TASK MATERIAL
>>>

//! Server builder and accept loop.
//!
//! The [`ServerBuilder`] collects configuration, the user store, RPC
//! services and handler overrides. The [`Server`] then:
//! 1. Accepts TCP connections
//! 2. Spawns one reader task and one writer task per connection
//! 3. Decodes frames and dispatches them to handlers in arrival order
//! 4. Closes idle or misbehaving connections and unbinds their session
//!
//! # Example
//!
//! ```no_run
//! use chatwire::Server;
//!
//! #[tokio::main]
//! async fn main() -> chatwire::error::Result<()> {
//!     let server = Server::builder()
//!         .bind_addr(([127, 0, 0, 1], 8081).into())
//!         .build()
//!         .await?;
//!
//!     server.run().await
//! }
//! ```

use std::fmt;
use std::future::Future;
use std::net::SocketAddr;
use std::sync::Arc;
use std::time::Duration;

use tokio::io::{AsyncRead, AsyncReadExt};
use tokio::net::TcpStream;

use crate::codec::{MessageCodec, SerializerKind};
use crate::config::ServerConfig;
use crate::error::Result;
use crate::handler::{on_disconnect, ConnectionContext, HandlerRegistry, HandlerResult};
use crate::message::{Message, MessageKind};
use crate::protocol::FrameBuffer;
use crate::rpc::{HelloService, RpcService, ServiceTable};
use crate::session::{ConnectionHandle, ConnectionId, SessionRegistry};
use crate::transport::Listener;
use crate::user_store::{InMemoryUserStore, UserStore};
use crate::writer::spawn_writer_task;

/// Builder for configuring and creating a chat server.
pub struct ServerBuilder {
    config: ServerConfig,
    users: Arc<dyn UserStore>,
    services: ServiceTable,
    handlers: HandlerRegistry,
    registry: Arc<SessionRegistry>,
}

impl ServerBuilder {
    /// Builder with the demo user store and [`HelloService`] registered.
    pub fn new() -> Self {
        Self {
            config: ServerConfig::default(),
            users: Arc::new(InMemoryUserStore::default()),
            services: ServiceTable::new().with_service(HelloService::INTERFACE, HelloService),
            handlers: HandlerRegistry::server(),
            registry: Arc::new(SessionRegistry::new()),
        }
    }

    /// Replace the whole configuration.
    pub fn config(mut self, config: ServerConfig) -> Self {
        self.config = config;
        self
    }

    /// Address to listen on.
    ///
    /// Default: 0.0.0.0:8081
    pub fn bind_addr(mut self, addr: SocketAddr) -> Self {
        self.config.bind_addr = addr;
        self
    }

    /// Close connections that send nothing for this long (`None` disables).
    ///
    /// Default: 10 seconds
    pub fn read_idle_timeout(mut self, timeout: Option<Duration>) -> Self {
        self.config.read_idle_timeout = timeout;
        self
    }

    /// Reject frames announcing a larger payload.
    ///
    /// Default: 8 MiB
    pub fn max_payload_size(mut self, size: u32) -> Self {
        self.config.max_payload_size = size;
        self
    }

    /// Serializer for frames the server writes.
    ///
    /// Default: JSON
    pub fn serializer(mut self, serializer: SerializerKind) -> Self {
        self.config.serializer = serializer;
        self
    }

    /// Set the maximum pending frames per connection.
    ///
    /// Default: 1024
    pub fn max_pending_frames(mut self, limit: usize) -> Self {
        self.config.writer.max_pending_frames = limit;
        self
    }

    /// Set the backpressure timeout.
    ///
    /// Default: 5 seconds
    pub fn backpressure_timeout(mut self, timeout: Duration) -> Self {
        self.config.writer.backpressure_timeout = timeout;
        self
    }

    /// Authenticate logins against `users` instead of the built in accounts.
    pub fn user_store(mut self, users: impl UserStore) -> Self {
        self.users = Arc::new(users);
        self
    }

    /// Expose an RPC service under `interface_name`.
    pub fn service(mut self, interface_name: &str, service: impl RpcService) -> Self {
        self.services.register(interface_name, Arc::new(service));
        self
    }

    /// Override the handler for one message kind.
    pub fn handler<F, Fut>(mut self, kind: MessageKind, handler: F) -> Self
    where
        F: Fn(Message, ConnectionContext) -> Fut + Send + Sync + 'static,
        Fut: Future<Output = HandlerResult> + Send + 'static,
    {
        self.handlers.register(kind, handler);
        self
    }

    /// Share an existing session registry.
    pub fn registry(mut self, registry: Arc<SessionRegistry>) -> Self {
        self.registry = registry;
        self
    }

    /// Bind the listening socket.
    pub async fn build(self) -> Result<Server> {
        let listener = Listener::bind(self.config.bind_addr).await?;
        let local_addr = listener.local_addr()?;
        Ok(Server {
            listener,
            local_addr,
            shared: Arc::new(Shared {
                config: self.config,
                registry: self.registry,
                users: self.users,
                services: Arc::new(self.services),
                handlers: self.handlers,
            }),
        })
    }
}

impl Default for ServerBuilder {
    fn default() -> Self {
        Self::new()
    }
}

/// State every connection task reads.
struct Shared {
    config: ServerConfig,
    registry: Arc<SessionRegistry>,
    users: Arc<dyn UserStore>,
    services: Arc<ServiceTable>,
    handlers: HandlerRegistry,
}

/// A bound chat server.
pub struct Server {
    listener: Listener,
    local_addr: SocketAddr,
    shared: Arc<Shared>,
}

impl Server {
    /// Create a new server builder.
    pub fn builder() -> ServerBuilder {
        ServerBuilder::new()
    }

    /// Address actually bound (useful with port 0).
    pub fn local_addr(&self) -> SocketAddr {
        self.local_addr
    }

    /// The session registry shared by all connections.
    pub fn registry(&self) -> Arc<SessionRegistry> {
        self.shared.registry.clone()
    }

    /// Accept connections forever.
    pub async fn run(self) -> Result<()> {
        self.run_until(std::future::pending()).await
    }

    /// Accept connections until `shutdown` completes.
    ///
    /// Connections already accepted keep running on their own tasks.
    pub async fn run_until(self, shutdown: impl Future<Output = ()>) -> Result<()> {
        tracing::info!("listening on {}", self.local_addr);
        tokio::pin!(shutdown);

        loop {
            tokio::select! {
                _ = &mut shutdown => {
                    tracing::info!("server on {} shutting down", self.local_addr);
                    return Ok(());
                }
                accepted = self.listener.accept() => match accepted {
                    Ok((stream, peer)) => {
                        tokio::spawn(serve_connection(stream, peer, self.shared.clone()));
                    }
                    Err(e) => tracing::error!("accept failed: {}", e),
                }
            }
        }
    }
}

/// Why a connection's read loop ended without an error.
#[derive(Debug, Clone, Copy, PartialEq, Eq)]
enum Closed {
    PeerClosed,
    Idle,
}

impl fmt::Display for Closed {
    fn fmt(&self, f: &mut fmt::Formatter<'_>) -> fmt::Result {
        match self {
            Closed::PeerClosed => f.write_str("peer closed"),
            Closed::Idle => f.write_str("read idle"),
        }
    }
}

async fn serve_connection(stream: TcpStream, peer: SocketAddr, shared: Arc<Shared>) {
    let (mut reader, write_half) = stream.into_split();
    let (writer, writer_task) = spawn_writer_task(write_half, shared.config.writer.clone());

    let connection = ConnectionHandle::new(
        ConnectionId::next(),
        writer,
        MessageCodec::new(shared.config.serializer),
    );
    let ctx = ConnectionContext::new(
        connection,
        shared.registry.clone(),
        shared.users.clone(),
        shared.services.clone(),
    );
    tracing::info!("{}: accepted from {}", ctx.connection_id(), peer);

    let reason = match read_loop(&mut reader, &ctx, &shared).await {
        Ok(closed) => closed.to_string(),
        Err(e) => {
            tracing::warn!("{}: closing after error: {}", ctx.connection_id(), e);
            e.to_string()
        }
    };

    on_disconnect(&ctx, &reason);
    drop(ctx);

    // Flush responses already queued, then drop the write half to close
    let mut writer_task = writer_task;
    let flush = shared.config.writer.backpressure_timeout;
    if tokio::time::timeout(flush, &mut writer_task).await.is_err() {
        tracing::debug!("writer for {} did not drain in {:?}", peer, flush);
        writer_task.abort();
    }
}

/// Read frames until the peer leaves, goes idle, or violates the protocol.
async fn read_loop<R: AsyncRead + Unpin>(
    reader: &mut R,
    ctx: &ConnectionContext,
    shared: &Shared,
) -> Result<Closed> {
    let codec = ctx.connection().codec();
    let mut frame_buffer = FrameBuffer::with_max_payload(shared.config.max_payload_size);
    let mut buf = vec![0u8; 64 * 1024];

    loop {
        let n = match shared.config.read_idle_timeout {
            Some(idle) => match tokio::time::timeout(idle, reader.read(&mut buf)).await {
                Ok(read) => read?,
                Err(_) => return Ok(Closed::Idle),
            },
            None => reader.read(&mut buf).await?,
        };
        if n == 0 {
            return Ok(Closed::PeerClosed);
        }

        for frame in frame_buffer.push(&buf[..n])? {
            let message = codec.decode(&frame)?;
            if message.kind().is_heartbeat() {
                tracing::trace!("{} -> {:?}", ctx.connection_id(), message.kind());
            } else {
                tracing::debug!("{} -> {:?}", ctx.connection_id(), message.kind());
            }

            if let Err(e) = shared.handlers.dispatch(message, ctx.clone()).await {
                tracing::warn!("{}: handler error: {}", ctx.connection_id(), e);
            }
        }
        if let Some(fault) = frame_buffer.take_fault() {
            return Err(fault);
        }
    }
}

<<<
>>>

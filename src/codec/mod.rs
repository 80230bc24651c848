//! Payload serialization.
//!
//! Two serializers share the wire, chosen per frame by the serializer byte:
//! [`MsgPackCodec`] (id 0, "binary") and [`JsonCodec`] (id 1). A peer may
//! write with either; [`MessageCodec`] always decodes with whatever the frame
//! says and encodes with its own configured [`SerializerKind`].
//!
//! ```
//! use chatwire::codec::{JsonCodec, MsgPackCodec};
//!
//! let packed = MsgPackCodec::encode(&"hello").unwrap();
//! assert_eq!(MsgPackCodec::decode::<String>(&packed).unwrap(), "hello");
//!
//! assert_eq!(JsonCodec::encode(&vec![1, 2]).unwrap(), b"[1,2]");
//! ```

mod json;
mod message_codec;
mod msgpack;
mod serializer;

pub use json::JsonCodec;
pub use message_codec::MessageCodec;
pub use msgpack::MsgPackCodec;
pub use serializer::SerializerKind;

<<<

DESCRIPTION OF THE TASK
Out of the entries above, write out only the lines between the line holding "fn default() ->" and the line holding "new server builder.", inclusive, each exactly as given.

TASK ANSWER
    fn default() -> Self {
        Self::new()
    }
}

/// State every connection task reads.
struct Shared {
    config: ServerConfig,
    registry: Arc<SessionRegistry>,
    users: Arc<dyn UserStore>,
    services: Arc<ServiceTable>,
    handlers: HandlerRegistry,
}

/// A bound chat server.
pub struct Server {
    listener: Listener,
    local_addr: SocketAddr,
    shared: Arc<Shared>,
}

impl Server {
    /// Create a new server builder.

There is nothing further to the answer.